Thèse de doctorat en Sciences biologiques. Génétique
Sous la direction de Sylvie Hermann-Le Denmat.
Soutenue en 2010
à Paris 11 , en partenariat avec Université de Paris-Sud. Faculté des sciences d'Orsay (Essonne) (autre partenaire) .
Mon projet de thèse a porté sur l'étude fonctionnelle du gène TAR1. Ce gène est localisé sur le brin antisens de l'ADNr 25S de Saccharomyces cerevisiae et code un polypeptide (Tar1p), de fonction inconnue, localisé dans les mitochondries.

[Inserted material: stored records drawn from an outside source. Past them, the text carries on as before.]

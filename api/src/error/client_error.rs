//! HTTP client and network errors.

use thiserror::Error;

/// Errors from the transport layer.
///
/// These errors represent network-level failures and cancellation; they
/// are propagated unchanged to the caller.
#[derive(Debug, Error)]
pub enum ClientError {
    /// HTTP request failed due to network or protocol error.
    #[error("HTTP request failed: {0}")]
    Request(#[from] reqwest::Error),

    /// Request exceeded the configured timeout.
    #[error("Request timeout after {duration_ms}ms")]
    Timeout {
        /// The timeout duration in milliseconds.
        duration_ms: u64,
    },

    /// Failed to establish connection to the server.
    #[error("Connection failed: {0}")]
    Connection(String),

    /// The call was cancelled through its cancel token.
    #[error("Request cancelled")]
    Cancelled,
}

impl ClientError {
    /// Converts a `reqwest` error, surfacing timeouts as [`ClientError::Timeout`].
    pub(crate) fn from_reqwest(error: reqwest::Error, timeout_ms: u64) -> Self {
        if error.is_timeout() {
            Self::Timeout {
                duration_ms: timeout_ms,
            }
        } else if error.is_connect() {
            Self::Connection(error.to_string())
        } else {
            Self::Request(error)
        }
    }

    /// Returns `true` if this error is retryable.
    ///
    /// Timeout and connection errors are typically retryable; cancellation
    /// never is.
    pub fn is_retryable(&self) -> bool {
        match self {
            Self::Timeout { .. } | Self::Connection(_) => true,
            Self::Request(e) => e.is_timeout() || e.is_connect(),
            Self::Cancelled => false,
        }
    }

    /// Returns the HTTP status code carried by the underlying error.
    pub fn status_code(&self) -> Option<u16> {
        match self {
            Self::Request(e) => e.status().map(|s| s.as_u16()),
            _ => None,
        }
    }
}

#[cfg(test)]
mod tests {
    use super::*;

    #[test]
    fn test_timeout_is_retryable() {
        let err = ClientError::Timeout { duration_ms: 5000 };
        assert!(err.is_retryable());
        assert_eq!(err.to_string(), "Request timeout after 5000ms");
    }

    #[test]
    fn test_connection_is_retryable() {
        let err = ClientError::Connection("connection refused".to_string());
        assert!(err.is_retryable());
    }

    #[test]
    fn test_cancelled_not_retryable() {
        assert!(!ClientError::Cancelled.is_retryable());
        assert_eq!(ClientError::Cancelled.status_code(), None);
    }
}
//! ISO-8601 parsing and the two wire renderings of dates.

use chrono::{DateTime, NaiveDate, NaiveDateTime, SecondsFormat, Utc};

const NAIVE_DATE_TIME_FORMATS: &[&str] = &[
    "%Y-%m-%dT%H:%M:%S%.f",
    "%Y-%m-%dT%H:%M:%S",
    "%Y-%m-%dT%H:%M",
    "%Y-%m-%d %H:%M:%S%.f",
];

/// Parses an ISO-8601 date or date-time, treating zone-less input as UTC.
pub(crate) fn parse_iso8601(input: &str) -> Option<DateTime<Utc>> {
    let input = input.trim();
    if let Ok(dt) = DateTime::parse_from_rfc3339(input) {
        return Some(dt.with_timezone(&Utc));
    }
    for format in NAIVE_DATE_TIME_FORMATS {
        if let Ok(naive) = NaiveDateTime::parse_from_str(input, format) {
            return Some(naive.and_utc());
        }
    }
    NaiveDate::parse_from_str(input, "%Y-%m-%d")
        .ok()
        .and_then(|date| date.and_hms_opt(0, 0, 0))
        .map(|naive| naive.and_utc())
}

/// Renders the calendar date as `YYYY-MM-DD`.
pub(crate) fn render_date(value: &DateTime<Utc>) -> String {
    value.format("%Y-%m-%d").to_string()
}

/// Renders as RFC 3339 in UTC with a `Z` suffix and whole seconds.
pub(crate) fn render_date_time(value: &DateTime<Utc>) -> String {
    value.to_rfc3339_opts(SecondsFormat::Secs, true)
}

#[cfg(test)]
mod tests {
    use super::*;

    #[test]
    fn test_parse_forms() {
        for input in [
            "2021-09-01",
            "2021-09-01T00:00:00Z",
            "2021-09-01T00:00:00",
            "2021-09-01T00:00",
            "2021-09-01T02:00:00+02:00",
            "2021-09-01 00:00:00.000",
        ] {
            let parsed = parse_iso8601(input).unwrap_or_else(|| panic!("{input} should parse"));
            assert_eq!(render_date(&parsed), "2021-09-01", "{input}");
        }
    }

    #[test]
    fn test_rejects_partial_time() {
        assert!(parse_iso8601("2021-09-01T").is_none());
        assert!(parse_iso8601("yesterday").is_none());
        assert!(parse_iso8601("2021-13-01").is_none());
    }

    #[test]
    fn test_render_date_time() {
        let parsed = parse_iso8601("2021-09-01T10:30:15.250+01:00").unwrap();
        assert_eq!(render_date_time(&parsed), "2021-09-01T09:30:15Z");
    }
}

Je me suis intéressée au transcrit TAR1 afin d'en déterminer les extrémités 5' et 3'. Grâce à un système rapporteur que j'ai construit, j'ai étudié l'expression de TAR1 dans différentes conditions de culture. J'ai mis en évidence que Tar1p est localisée dans la membrane interne des mitochondries avec son extrémité amino-terminale localisée du coté matriciel et son extrémité carboxy-terminale dans l'espace intermembranaire. Une séquence clivable, non essentielle pour la localisation de la protéine dans les mitochondries, semble être présente dans les 32 derniers acides aminés. J'ai également détecté Tar1p dans les mitochondries de la levure Kluyveromyces lactis mais pas dans celles de Schizosaccharomyces pombe. Je me suis ensuite intéressée à l'inactivation du gène TAR1. Etant donné que le gène TAR1 est répété un grand nombre de fois dans le génome, une délétion classique par inactivation de l'ORF n'est pas réalisable. J'ai donc entrepris d'inactiver l'expression de la protéine Tar1p dans une souche sauvage de levure par deux techniques différentes. L'une est basée sur l'utilisation de snoARNs à boîtes C/D. L'idée étant de méthyler spécifiquement le transcrit TAR1 dans l'optique d'altérer la traduction de ce gène et donc la production de la protéine dans la cellule. L'autre est réalisée par introduction de codons stop dans la phase ouverte de lecture TAR1 dans une souche de levure contenant une seule unité d'ADNr portée par un plasmide.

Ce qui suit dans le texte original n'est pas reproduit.